Centro Cultural Dannemann - São Félix - Bahia - Brasil
Projeto apresentado na abertura do 19º Encontro da ANPAP
Associação Nacional de Pesquisadores de Artes Plásticas
20 de setembro a 05 de outubro de 2010
Ossain que protege as florestas
Estamos na região do Recôncavo da Bahia, onde foram realizados os ciclos do fumo e da cana-de-açúcar, os mais duradouros da economia colonial portuguesa, sustentados pelo trabalho escravo que aqui permaneceu por muito mais tempo do que em qualquer outro lugar do Brasil e, inscreveu com sofrimento e ternura sua história, religiosa e cultural.
Nesta edificação que abriga o Centro Cultural Dannemann funcionou a primeira grande fábrica de charutos para exportação do Brasil, inaugurada em 1873. Atualmente, restaurado realizamos exposições periódicas, oficinas, seminários, cursos, além do Festival de Filarmônicas e a Bienal do Recôncavo, agora na sua décima edição prevista para 27 de novembro.
Acolher o coletivo "Entre Folhas" da ANPAP 2010 é para o Centro Cultural Dannemann uma satisfação e uma significativa oportunidade de contribuirmos para o desenvolvimento da pesquisa e da criação artística, incentivando a elaboração do conhecimento critico e da construção de poéticas contemporâneas na região do recôncavo.
Ao eleger a folha de fumo como tema, material ou suporte para o coletivo "Entre Folhas" a ANPAP articula um dialogo visceral e profundo com a malha da ancestralidade cultural do recôncavo.
O fumo dessa região foi durante muitos anos a principal mercadoria de troca por escravos no Daomé.
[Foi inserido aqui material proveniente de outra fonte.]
use serde::{Deserialize, Deserializer, Serialize};
use std::collections::BTreeMap;

pub type CropId = i64;

/// A crop definition from the remote catalog, optionally enriched with the
/// irrigation window saved for it locally.
#[derive(Debug, Clone, PartialEq, Serialize, Deserialize)]
#[serde(rename_all = "camelCase")]
pub struct Crop {
    pub id: CropId,
    #[serde(default, deserialize_with = "null_as_default")]
    pub name: String,
    #[serde(default, deserialize_with = "null_as_default")]
    pub min_temperature: f64,
    #[serde(default, deserialize_with = "null_as_default")]
    pub max_temperature: f64,
    #[serde(default, deserialize_with = "null_as_default")]
    pub min_soil_moisture: f64,
    #[serde(default, deserialize_with = "null_as_default")]
    pub max_soil_moisture: f64,
    #[serde(default, deserialize_with = "null_as_default")]
    pub min_humidity: f64,
    #[serde(default, deserialize_with = "null_as_default")]
    pub max_humidity: f64,
    #[serde(default, skip_serializing_if = "Option::is_none")]
    pub start_time: Option<String>,
    #[serde(default, skip_serializing_if = "Option::is_none")]
    pub end_time: Option<String>,
}

// Browsers serialize NaN as null, and saved snapshots may be partial.
fn null_as_default<'de, D, T>(deserializer: D) -> Result<T, D::Error>
where
    D: Deserializer<'de>,
    T: Default + Deserialize<'de>,
{
    Ok(Option::<T>::deserialize(deserializer)?.unwrap_or_default())
}

impl Crop {
    #[cfg(test)]
    pub fn new(id: CropId, name: impl Into<String>) -> Self {
        Self {
            id,
            name: name.into(),
            min_temperature: 0.0,
            max_temperature: 0.0,
            min_soil_moisture: 0.0,
            max_soil_moisture: 0.0,
            min_humidity: 0.0,
            max_humidity: 0.0,
            start_time: None,
            end_time: None,
        }
    }

    pub fn with_threshold(mut self, field: ThresholdField, value: f64) -> Self {
        field.set(&mut self, value);
        self
    }

    /// Shallow merge: every field present in the override replaces the
    /// crop's value, everything else is kept.
    pub fn with_override(mut self, over: &CropOverride) -> Self {
        for field in ThresholdField::all() {
            if let Some(value) = over.get(*field) {
                field.set(&mut self, value);
            }
        }
        self
    }

    /// Copy of this crop carrying the given irrigation window. A missing
    /// window yields empty start/end strings.
    pub fn with_irrigation_window(mut self, window: Option<&IrrigationWindow>) -> Self {
        self.start_time = Some(window.map(|w| w.start_time.clone()).unwrap_or_default());
        self.end_time = Some(window.map(|w| w.end_time.clone()).unwrap_or_default());
        self
    }

    /// Ranges whose minimum exceeds their maximum.
    pub fn inverted_ranges(&self) -> Vec<ThresholdRange> {
        ThresholdRange::all()
            .iter()
            .copied()
            .filter(|range| {
                let (min, max) = range.bounds();
                min.get(self) > max.get(self)
            })
            .collect()
    }
}

impl std::fmt::Display for Crop {
    fn fmt(&self, f: &mut std::fmt::Formatter<'_>) -> std::fmt::Result {
        write!(f, "{} (#{})", self.name, self.id)
    }
}

/// The six user-editable numeric thresholds.
#[derive(Debug, Clone, Copy, PartialEq, Eq, Hash)]
pub enum ThresholdField {
    MinTemperature,
    MaxTemperature,
    MinSoilMoisture,
    MaxSoilMoisture,
    MinHumidity,
    MaxHumidity,
}

impl ThresholdField {
    pub fn all() -> &'static [ThresholdField] {
        &[
            ThresholdField::MinTemperature,
            ThresholdField::MaxTemperature,
            ThresholdField::MinSoilMoisture,
            ThresholdField::MaxSoilMoisture,
            ThresholdField::MinHumidity,
            ThresholdField::MaxHumidity,
        ]
    }

    /// Name used on the wire and in local storage.
    pub fn as_str(&self) -> &'static str {
        match self {
            ThresholdField::MinTemperature => "minTemperature",
            ThresholdField::MaxTemperature => "maxTemperature",
            ThresholdField::MinSoilMoisture => "minSoilMoisture",
            ThresholdField::MaxSoilMoisture => "maxSoilMoisture",
            ThresholdField::MinHumidity => "minHumidity",
            ThresholdField::MaxHumidity => "maxHumidity",
        }
    }

    pub fn label(&self) -> &'static str {
        match self {
            ThresholdField::MinTemperature => "Min Temperature (°C)",
            ThresholdField::MaxTemperature => "Max Temperature (°C)",
            ThresholdField::MinSoilMoisture => "Min Soil Moisture (%)",
            ThresholdField::MaxSoilMoisture => "Max Soil Moisture (%)",
            ThresholdField::MinHumidity => "Min Humidity (%)",
            ThresholdField::MaxHumidity => "Max Humidity (%)",
        }
    }

    pub fn unit(&self) -> &'static str {
        match self {
            ThresholdField::MinTemperature | ThresholdField::MaxTemperature => "°C",
            _ => "%",
        }
    }

    pub fn from_str(s: &str) -> Option<Self> {
        match s.to_lowercase().replace(['_', '-'], "").as_str() {
            "mintemperature" | "mintemp" => Some(ThresholdField::MinTemperature),
            "maxtemperature" | "maxtemp" => Some(ThresholdField::MaxTemperature),
            "minsoilmoisture" => Some(ThresholdField::MinSoilMoisture),
            "maxsoilmoisture" => Some(ThresholdField::MaxSoilMoisture),
            "minhumidity" => Some(ThresholdField::MinHumidity),
            "maxhumidity" => Some(ThresholdField::MaxHumidity),
            _ => None,
        }
    }

    pub fn get(&self, crop: &Crop) -> f64 {
        match self {
            ThresholdField::MinTemperature => crop.min_temperature,
            ThresholdField::MaxTemperature => crop.max_temperature,
            ThresholdField::MinSoilMoisture => crop.min_soil_moisture,
            ThresholdField::MaxSoilMoisture => crop.max_soil_moisture,
            ThresholdField::MinHumidity => crop.min_humidity,
            ThresholdField::MaxHumidity => crop.max_humidity,
        }
    }

    pub fn set(&self, crop: &mut Crop, value: f64) {
        match self {
            ThresholdField::MinTemperature => crop.min_temperature = value,
            ThresholdField::MaxTemperature => crop.max_temperature = value,
            ThresholdField::MinSoilMoisture => crop.min_soil_moisture = value,
            ThresholdField::MaxSoilMoisture => crop.max_soil_moisture = value,
            ThresholdField::MinHumidity => crop.min_humidity = value,
            ThresholdField::MaxHumidity => crop.max_humidity = value,
        }
    }

    pub fn next(&self) -> Self {
        let all = Self::all();
        let idx = all.iter().position(|f| f == self).unwrap_or(0);
        all[(idx + 1) % all.len()]
    }

    pub fn prev(&self) -> Self {
        let all = Self::all();
        let idx = all.iter().position(|f| f == self).unwrap_or(0);
        all[(idx + all.len() - 1) % all.len()]
    }
}

impl std::fmt::Display for ThresholdField {
    fn fmt(&self, f: &mut std::fmt::Formatter<'_>) -> std::fmt::Result {
        write!(f, "{}", self.as_str())
    }
}

#[derive(Debug, Clone, Copy, PartialEq, Eq)]
pub enum ThresholdRange {
    Temperature,
    SoilMoisture,
    Humidity,
}

impl ThresholdRange {
    pub fn all() -> &'static [ThresholdRange] {
        &[
            ThresholdRange::Temperature,
            ThresholdRange::SoilMoisture,
            ThresholdRange::Humidity,
        ]
    }

    pub fn as_str(&self) -> &'static str {
        match self {
            ThresholdRange::Temperature => "Temperature",
            ThresholdRange::SoilMoisture => "Soil Moisture",
            ThresholdRange::Humidity => "Humidity",
        }
    }

    pub fn bounds(&self) -> (ThresholdField, ThresholdField) {
        match self {
            ThresholdRange::Temperature => {
                (ThresholdField::MinTemperature, ThresholdField::MaxTemperature)
            }
            ThresholdRange::SoilMoisture => {
                (ThresholdField::MinSoilMoisture, ThresholdField::MaxSoilMoisture)
            }
            ThresholdRange::Humidity => (ThresholdField::MinHumidity, ThresholdField::MaxHumidity),
        }
    }
}

/// Partial record of locally overridden threshold fields for one crop.
#[derive(Debug, Clone, Default, PartialEq, Serialize, Deserialize)]
#[serde(rename_all = "camelCase")]
pub struct CropOverride {
    #[serde(default, skip_serializing_if = "Option::is_none")]
    pub min_temperature: Option<f64>,
    #[serde(default, skip_serializing_if = "Option::is_none")]
    pub max_temperature: Option<f64>,
    #[serde(default, skip_serializing_if = "Option::is_none")]
    pub min_soil_moisture: Option<f64>,
    #[serde(default, skip_serializing_if = "Option::is_none")]
    pub max_soil_moisture: Option<f64>,
    #[serde(default, skip_serializing_if = "Option::is_none")]
    pub min_humidity: Option<f64>,
    #[serde(default, skip_serializing_if = "Option::is_none")]
    pub max_humidity: Option<f64>,
}

impl CropOverride {
    pub fn get(&self, field: ThresholdField) -> Option<f64> {
        match field {
            ThresholdField::MinTemperature => self.min_temperature,
            ThresholdField::MaxTemperature => self.max_temperature,
            ThresholdField::MinSoilMoisture => self.min_soil_moisture,
            ThresholdField::MaxSoilMoisture => self.max_soil_moisture,
            ThresholdField::MinHumidity => self.min_humidity,
            ThresholdField::MaxHumidity => self.max_humidity,
        }
    }

    pub fn set(&mut self, field: ThresholdField, value: f64) {
        let slot = match field {
            ThresholdField::MinTemperature => &mut self.min_temperature,
            ThresholdField::MaxTemperature => &mut self.max_temperature,
            ThresholdField::MinSoilMoisture => &mut self.min_soil_moisture,
            ThresholdField::MaxSoilMoisture => &mut self.max_soil_moisture,
            ThresholdField::MinHumidity => &mut self.min_humidity,
            ThresholdField::MaxHumidity => &mut self.max_humidity,
        };
        *slot = Some(value);
    }
}

/// Saved irrigation schedule for a crop, as `HH:MM` strings.
#[derive(Debug, Clone, Default, PartialEq, Eq, Serialize, Deserialize)]
#[serde(rename_all = "camelCase")]
pub struct IrrigationWindow {
    #[serde(default)]
    pub start_time: String,
    #[serde(default)]
    pub end_time: String,
}

impl IrrigationWindow {
    pub fn new(start_time: impl Into<String>, end_time: impl Into<String>) -> Self {
        Self {
            start_time: start_time.into(),
            end_time: end_time.into(),
        }
    }
}

pub type OverlayMap = BTreeMap<CropId, CropOverride>;
pub type IrrigationTimes = BTreeMap<CropId, IrrigationWindow>;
E a folha de fumo é a preferida de Ossain. Todas as folhas pertencem a Ossain, mas o fumo é especialmente a do reino deste orixá das matas. Assim, Ossain que protege as florestas, proteja o 19ª encontro da ANPAP e o Coletivo Entre Folhas.
Ewé ô Ossae*
Pedro Archanjo
Diretor do Centro Cultural Dannemann
*Saudação em yorubá á Ossain utilizada no candomblé de Keto no recôncavo baiano.
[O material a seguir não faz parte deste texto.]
use crate::error::{CropSyncError, Result};
use crate::models::{
    Crop, CropId, CropOverride, IrrigationTimes, IrrigationWindow, OverlayMap, ThresholdField,
};
use crate::storage::LocalStorage;
use serde::de::DeserializeOwned;
use serde::Serialize;
use std::collections::HashSet;
use tracing::{debug, warn};

pub const SELECTED_CROP_KEY: &str = "selectedCrop";
pub const EDITED_CROPS_KEY: &str = "editedCrops";
pub const IRRIGATION_TIMES_KEY: &str = "irrigationTimes";

/// Typed access to the three persisted crop records. All JSON encoding and
/// decoding of local state goes through here; undecodable values are logged
/// and read as absent.
pub struct CropRepository<S> {
    storage: S,
}

impl<S: LocalStorage> CropRepository<S> {
    pub fn new(storage: S) -> Self {
        Self { storage }
    }

    #[cfg(test)]
    pub fn storage(&self) -> &S {
        &self.storage
    }

    // Selected crop snapshot

    pub fn selected_crop(&self) -> Result<Option<Crop>> {
        self.read_json(SELECTED_CROP_KEY)
    }

    pub fn save_selected_crop(&self, crop: &Crop) -> Result<()> {
        self.write_json(SELECTED_CROP_KEY, crop)
    }

    // Edited-crops overlay

    pub fn overrides(&self) -> Result<OverlayMap> {
        Ok(self.read_json(EDITED_CROPS_KEY)?.unwrap_or_default())
    }

    /// Record one edited field for a crop, keeping whatever else was already
    /// overridden for it. Returns the crop's full override entry.
    pub fn merge_override(
        &self,
        crop_id: CropId,
        field: ThresholdField,
        value: f64,
    ) -> Result<CropOverride> {
        let mut overlay = self.overrides()?;
        let entry = overlay.entry(crop_id).or_default();
        entry.set(field, value);
        let updated = entry.clone();

        self.write_json(EDITED_CROPS_KEY, &overlay)?;
        debug!(crop_id, field = %field, value, "Stored crop override");
        Ok(updated)
    }

    /// Drop overlay entries for crops that are not in `catalog_ids`.
    /// Returns the removed ids.
    pub fn prune_overrides(&self, catalog_ids: &HashSet<CropId>) -> Result<Vec<CropId>> {
        let mut overlay = self.overrides()?;
        let orphaned: Vec<CropId> = overlay
            .keys()
            .filter(|id| !catalog_ids.contains(id))
            .copied()
            .collect();

        if orphaned.is_empty() {
            return Ok(orphaned);
        }

        overlay.retain(|id, _| catalog_ids.contains(id));
        self.write_json(EDITED_CROPS_KEY, &overlay)?;
        Ok(orphaned)
    }

    // Irrigation times

    pub fn irrigation_times(&self) -> Result<IrrigationTimes> {
        Ok(self.read_json(IRRIGATION_TIMES_KEY)?.unwrap_or_default())
    }

    pub fn irrigation_window(&self, crop_id: CropId) -> Result<Option<IrrigationWindow>> {
        Ok(self.irrigation_times()?.remove(&crop_id))
    }

    pub fn save_irrigation_window(&self, crop_id: CropId, window: IrrigationWindow) -> Result<()> {
        let mut times = self.irrigation_times()?;
        times.insert(crop_id, window);
        self.write_json(IRRIGATION_TIMES_KEY, &times)
    }

    fn read_json<T: DeserializeOwned>(&self, key: &str) -> Result<Option<T>> {
        let Some(raw) = self.storage.get_item(key)? else {
            return Ok(None);
        };

        match decode(key, &raw) {
            Ok(value) => Ok(Some(value)),
            Err(CropSyncError::MalformedLocalState { key, reason }) => {
                warn!(key = %key, error = %reason, "Ignoring malformed local state");
                Ok(None)
            }
            Err(e) => Err(e),
        }
    }

    fn write_json<T: Serialize>(&self, key: &str, value: &T) -> Result<()> {
        let raw = serde_json::to_string(value)?;
        self.storage.set_item(key, &raw)
    }
}

fn decode<T: DeserializeOwned>(key: &str, raw: &str) -> Result<T> {
    serde_json::from_str(raw).map_err(|e| CropSyncError::MalformedLocalState {
        key: key.to_string(),
        reason: e.to_string(),
    })
}

#[cfg(test)]
mod tests {
    use super::*;
    use crate::db::Database;

    fn repo() -> CropRepository<Database> {
        CropRepository::new(Database::open_in_memory().unwrap())
    }

    #[test]
    fn empty_storage_reads_as_defaults() {
        let repo = repo();
        assert!(repo.selected_crop().unwrap().is_none());
        assert!(repo.overrides().unwrap().is_empty());
        assert!(repo.irrigation_times().unwrap().is_empty());
    }

    #[test]
    fn malformed_values_read_as_absent() {
        let repo = repo();
        repo.storage().set_item(SELECTED_CROP_KEY, "{not json").unwrap();
        repo.storage().set_item(EDITED_CROPS_KEY, "[1,2").unwrap();
        repo.storage().set_item(IRRIGATION_TIMES_KEY, "42").unwrap();

        assert!(repo.selected_crop().unwrap().is_none());
        assert!(repo.overrides().unwrap().is_empty());
        assert!(repo.irrigation_times().unwrap().is_empty());
    }

    #[test]
    fn decode_reports_malformed_state_with_key() {
        let err = decode::<OverlayMap>(EDITED_CROPS_KEY, "{").unwrap_err();
        match err {
            CropSyncError::MalformedLocalState { key, .. } => assert_eq!(key, EDITED_CROPS_KEY),
            other => panic!("unexpected error: {other}"),
        }
    }

    #[test]
    fn merge_override_keeps_other_fields() {
        let repo = repo();
        repo.merge_override(7, ThresholdField::MinTemperature, 18.0)
            .unwrap();
        let entry = repo
            .merge_override(7, ThresholdField::MaxHumidity, 65.0)
            .unwrap();

        assert_eq!(entry.min_temperature, Some(18.0));
        assert_eq!(entry.max_humidity, Some(65.0));

        let overlay = repo.overrides().unwrap();
        assert_eq!(overlay[&7].min_temperature, Some(18.0));
        assert_eq!(overlay[&7].max_humidity, Some(65.0));
    }

    #[test]
    fn merge_override_replaces_corrupted_overlay() {
        let repo = repo();
        repo.storage().set_item(EDITED_CROPS_KEY, "garbage").unwrap();
        repo.merge_override(2, ThresholdField::MinHumidity, 30.0)
            .unwrap();

        let overlay = repo.overrides().unwrap();
        assert_eq!(overlay.len(), 1);
        assert_eq!(overlay[&2].min_humidity, Some(30.0));
    }

    #[test]
    fn overlay_is_stored_under_stringified_ids() {
        let repo = repo();
        repo.merge_override(7, ThresholdField::MinTemperature, 18.0)
            .unwrap();
        let raw = repo.storage().get_item(EDITED_CROPS_KEY).unwrap().unwrap();
        assert_eq!(raw, r#"{"7":{"minTemperature":18.0}}"#);
    }

    #[test]
    fn browser_written_overlay_is_readable() {
        let repo = repo();
        // NaN edits serialize as null in browser JSON
        repo.storage()
            .set_item(
                EDITED_CROPS_KEY,
                r#"{"4":{"minTemperature":12,"maxTemperature":null}}"#,
            )
            .unwrap();

        let overlay = repo.overrides().unwrap();
        assert_eq!(overlay[&4].min_temperature, Some(12.0));
        assert_eq!(overlay[&4].max_temperature, None);
    }

    #[test]
    fn prune_removes_only_unknown_ids() {
        let repo = repo();
        repo.merge_override(1, ThresholdField::MinTemperature, 10.0)
            .unwrap();
        repo.merge_override(99, ThresholdField::MinTemperature, 11.0)
            .unwrap();

        let catalog: HashSet<CropId> = [1, 2, 3].into_iter().collect();
        let removed = repo.prune_overrides(&catalog).unwrap();

        assert_eq!(removed, vec![99]);
        let overlay = repo.overrides().unwrap();
        assert!(overlay.contains_key(&1));
        assert!(!overlay.contains_key(&99));

        assert!(repo.prune_overrides(&catalog).unwrap().is_empty());
    }

    #[test]
    fn irrigation_windows_round_trip_per_crop() {
        let repo = repo();
        repo.save_irrigation_window(3, IrrigationWindow::new("06:00", "06:30"))
            .unwrap();
        repo.save_irrigation_window(4, IrrigationWindow::new("18:00", "18:45"))
            .unwrap();

        assert_eq!(
            repo.irrigation_window(3).unwrap(),
            Some(IrrigationWindow::new("06:00", "06:30"))
        );
        assert_eq!(repo.irrigation_window(5).unwrap(), None);
        assert_eq!(repo.irrigation_times().unwrap().len(), 2);
    }

    #[test]
    fn selected_snapshot_round_trips() {
        let repo = repo();
        let crop = Crop::new(3, "Lettuce")
            .with_irrigation_window(Some(&IrrigationWindow::new("06:00", "06:30")));
        repo.save_selected_crop(&crop).unwrap();
        assert_eq!(repo.selected_crop().unwrap(), Some(crop));
    }
}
A ANPAP "entre" folhas, folhas e folhas
A imagem da água marca o 19º Encontro da ANPAP – Associação Nacional de Pesquisadores em Artes Plásticas – que tem como tema "Entre Territórios". A água como elemento fluido e transparente, que promove um curso provido de margens distintas e permite visualizar a conjugação do passado e do presente, da chegada e a partida de inúmeros grupos étnicos. A figura central do Paraguaçu cruza assim o imaginário deste Evento que tem como meta principal congregar a pesquisa em artes visuais, mostrada por investigadores procedentes de diversas regiões do Brasil e também de outros países, cuja presença vem sendo confirmada nas mais recentes realizações da ANPAP, que teve sua gênese em 1987.
Nesta oportunidade, apresenta-se neste Centro o coletivo "Entre Folhas", promovendo-se a integração de pesquisadores de distintos Comitês. As diversas origens sinalizam pluralidades, e fornecem pontos de deslocamentos ou entrelaçamentos, podendo exigir reflexões intermediárias: "entre". Na concepção de Milton Santos, estes diferentes ritmos territoriais caracterizam-se por singularidades espaciais, as que por sua vez são resultantes de um tempo histórico e de um tempo de coexistências.
Este território de trocas se instaura nas linguagens artísticas contemporâneas, cuja natureza vem se mostrando como um entre lugares, propicio às trocas internas e externas. Nesse processo ressignificam-se repertórios, revitaliza-se o fazer artístico, em suas possíveis dimensões sejam elas tangíveis ou intangíveis, tendo o imanente como condição. É na base territorial que tudo acontece, mesmo as configurações e reconfigurações mundiais.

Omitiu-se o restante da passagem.